As this week got underway, Donald Trump was predictably excited about National Intelligence Director Tulsi Gabbard’s discredited claims about his decade-old Russia scandal. In fact, on Tuesday, as the Republican president went after Barack Obama in deeply unsettling ways, he insisted that the DNI’s revelations reflected “the biggest scandal in the history of our country.”
As a substantive matter, the claim was ridiculous, but as a rhetorical matter there was a related problem: He has used that phrase far too many times, about far too many trivialities.

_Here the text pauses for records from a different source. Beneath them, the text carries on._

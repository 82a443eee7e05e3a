// Copyright 2025 bgped Authors
//
// Licensed under the Apache License, Version 2.0 (the "License");
// you may not use this file except in compliance with the License.
// You may obtain a copy of the License at
//
//     http://www.apache.org/licenses/LICENSE-2.0
//
// Unless required by applicable law or agreed to in writing, software
// distributed under the License is distributed on an "AS IS" BASIS,
// WITHOUT WARRANTIES OR CONDITIONS OF ANY KIND, either express or implied.
// See the License for the specific language governing permissions and
// limitations under the License.

use serde::{Deserialize, Serialize};
use std::fs;
use std::net::Ipv4Addr;

/// Top-level configuration: a set of speaker profiles plus a selector
/// naming the profile this process runs as.
#[derive(Debug, Serialize, Deserialize, Clone)]
pub struct Config {
    /// Name of the speaker profile to run. Defaults to the first profile.
    #[serde(default)]
    pub speaker: Option<String>,
    pub speakers: Vec<SpeakerConfig>,
    #[serde(default = "default_log_level")]
    pub log_level: String,
}

#[derive(Debug, Serialize, Deserialize, Clone)]
pub struct SpeakerConfig {
    pub name: String,
    pub local_id: Ipv4Addr,
    pub local_asn: u32,
    #[serde(default = "default_local_port")]
    pub local_port: u16,
    pub neighbors: Vec<NeighborConfig>,
    #[serde(default = "default_connect_retry_time")]
    pub connect_retry_secs: u16,
    #[serde(default = "default_hold_time")]
    pub hold_time_secs: u16,
    #[serde(default = "default_keepalive_time")]
    pub keepalive_secs: u16,
}

#[derive(Debug, Serialize, Deserialize, Clone)]
pub struct NeighborConfig {
    pub remote_id: Ipv4Addr,
    #[serde(default = "default_remote_port")]
    pub remote_port: u16,
}

fn default_log_level() -> String {
    "info".to_string()
}

fn default_local_port() -> u16 {
    179
}

fn default_remote_port() -> u16 {
    179
}

fn default_connect_retry_time() -> u16 {
    30
}

fn default_hold_time() -> u16 {
    45
}

fn default_keepalive_time() -> u16 {
    15
}

impl Config {
    /// Load configuration from a YAML file
    pub fn from_file(path: &str) -> Result<Self, Box<dyn std::error::Error>> {
        let contents = fs::read_to_string(path)?;
        let config: Config = serde_yaml::from_str(&contents)?;
        config.validate()?;
        Ok(config)
    }

    fn validate(&self) -> Result<(), String> {
        if self.speakers.is_empty() {
            return Err("no speaker profiles configured".to_string());
        }
        if let Some(name) = &self.speaker {
            if !self.speakers.iter().any(|s| &s.name == name) {
                return Err(format!("speaker profile not found: {}", name));
            }
        }
        for speaker in &self.speakers {
            // OPEN carries a 2-octet ASN and no 4-byte-ASN capability is
            // negotiated; a wider value would wrap on the wire.
            if speaker.local_asn > u16::MAX as u32 {
                return Err(format!(
                    "speaker {}: local_asn {} does not fit the 2-octet OPEN field",
                    speaker.name, speaker.local_asn
                ));
            }
            if speaker.hold_time_secs > 0
                && speaker.keepalive_secs > speaker.hold_time_secs / 3
            {
                return Err(format!(
                    "speaker {}: keepalive_secs must be at most one third of hold_time_secs",
                    speaker.name
                ));
            }
            if (speaker.hold_time_secs == 0) != (speaker.keepalive_secs == 0) {
                return Err(format!(
                    "speaker {}: hold_time_secs and keepalive_secs must be disabled together",
                    speaker.name
                ));
            }
        }
        Ok(())
    }

    /// Resolve the selected speaker profile.
    pub fn speaker(&self) -> &SpeakerConfig {
        match &self.speaker {
            Some(name) => self
                .speakers
                .iter()
                .find(|s| &s.name == name)
                .expect("validated at load time"),
            None => &self.speakers[0],
        }
    }
}

impl SpeakerConfig {
    pub fn new(name: &str, local_id: Ipv4Addr, local_asn: u32, local_port: u16) -> Self {
        SpeakerConfig {
            name: name.to_string(),
            local_id,
            local_asn,
            local_port,
            neighbors: Vec::new(),
            connect_retry_secs: default_connect_retry_time(),
            hold_time_secs: default_hold_time(),
            keepalive_secs: default_keepalive_time(),
        }
    }

}

#[cfg(test)]
mod tests {
    use super::*;
    use std::io::Write;

    fn write_temp_yaml(name: &str, content: &str) -> String {
        let temp_file = std::env::temp_dir().join(name);
        let mut file = std::fs::File::create(&temp_file).unwrap();
        file.write_all(content.as_bytes()).unwrap();
        temp_file.to_str().unwrap().to_string()
    }

    const BASIC_CONFIG: &str = "\
speakers:
  - name: r1
    local_id: \"2.2.2.2\"
    local_asn: 65002
    neighbors:
      - remote_id: \"1.1.1.1\"
";

    #[test]
    fn test_config_from_file() {
        let temp_file = write_temp_yaml("bgped_test_config.yaml", BASIC_CONFIG);

        let config = Config::from_file(&temp_file).unwrap();
        let speaker = config.speaker();
        assert_eq!(speaker.name, "r1");
        assert_eq!(speaker.local_id, Ipv4Addr::new(2, 2, 2, 2));
        assert_eq!(speaker.local_asn, 65002);
        assert_eq!(speaker.local_port, 179);
        assert_eq!(speaker.connect_retry_secs, 30);
        assert_eq!(speaker.hold_time_secs, 45);
        assert_eq!(speaker.keepalive_secs, 15);
        assert_eq!(speaker.neighbors.len(), 1);
        assert_eq!(speaker.neighbors[0].remote_id, Ipv4Addr::new(1, 1, 1, 1));
        assert_eq!(speaker.neighbors[0].remote_port, 179);

        std::fs::remove_file(temp_file).unwrap();
    }

    #[test]
    fn test_config_speaker_selector() {
        let content = "\
speaker: r2
speakers:
  - name: r1
    local_id: \"1.1.1.1\"
    local_asn: 65001
    neighbors: []
  - name: r2
    local_id: \"2.2.2.2\"
    local_asn: 65002
    local_port: 1790
    neighbors: []
";
        let temp_file = write_temp_yaml("bgped_test_config_selector.yaml", content);

        let config = Config::from_file(&temp_file).unwrap();
        let speaker = config.speaker();
        assert_eq!(speaker.name, "r2");
        assert_eq!(speaker.local_port, 1790);

        std::fs::remove_file(temp_file).unwrap();
    }

    #[test]
    fn test_config_unknown_speaker() {
        let content = format!("speaker: r9\n{}", BASIC_CONFIG);
        let temp_file = write_temp_yaml("bgped_test_config_unknown.yaml", &content);

        assert!(Config::from_file(&temp_file).is_err());

        std::fs::remove_file(temp_file).unwrap();
    }

    #[test]
    fn test_config_rejects_bad_keepalive() {
        let content = "\
speakers:
  - name: r1
    local_id: \"2.2.2.2\"
    local_asn: 65002
    keepalive_secs: 40
    neighbors: []
";
        let temp_file = write_temp_yaml("bgped_test_config_keepalive.yaml", content);

        assert!(Config::from_file(&temp_file).is_err());

        std::fs::remove_file(temp_file).unwrap();
    }

    #[test]
    fn test_config_rejects_wide_asn() {
        let content = "\
speakers:
  - name: r1
    local_id: \"2.2.2.2\"
    local_asn: 4200000000
    neighbors: []
";
        let temp_file = write_temp_yaml("bgped_test_config_asn.yaml", content);

        assert!(Config::from_file(&temp_file).is_err());

        std::fs::remove_file(temp_file).unwrap();
    }

    #[test]
    fn test_config_from_file_not_found() {
        let result = Config::from_file("/nonexistent/path.yaml");
        assert!(result.is_err());
    }
}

Philip Bump, who covered this and related issues for The Washington Post for several years, explained that Trump made similar comments about Hillary Clinton’s email server protocols. And the investigation into his Russia scandal. And Hunter Biden’s work history. And the made-up story about his campaign being “spied” on. And Americans’ use of mail-in voting. And the way in which “60 Minutes” edited its interview with Kamala Harris. And Joe Biden using an autopen.
This is just a sampling. Trump has used similar phrasing about a variety of other largely meaningless controversies that he responded to in hysterical ways — right up until some other shiny object captured his attention, at which point the process started anew.
The repetition doesn’t do him any favors: The more Trump goes to the American public every few months with a new “biggest scandal in the history of our country,” the more people learn to roll their eyes and tune out.
But on a related note, there was a related point the president emphasized this week that stood out for the same reason.
REPORTER: Gabbard has submitted a criminal referral. Who should the DOJ target?TRUMP: It would be President Obama. And Biden was there with him … the leader of the gang was Obama. Barack Hussein Obama. He's guilty. This is treason.
— Aaron Rupar (@atrupar.com) 2025-07-22T15:57:47.596Z
At a Tuesday event in the Oval Office, the Republican president explicitly endorsed the Justice Department targeting Obama, suggesting that the former Democratic president is “guilty” as part of a scheme that Trump considers “treason.”
In the not-too-distant past, an American president accusing anyone of “treason” would’ve been a very big deal, but an American president accusing one of his recent White House predecessors of such a felony would’ve shocked the world.
There was no such reaction this week, however, in part because of the length of Trump’s “treason” list.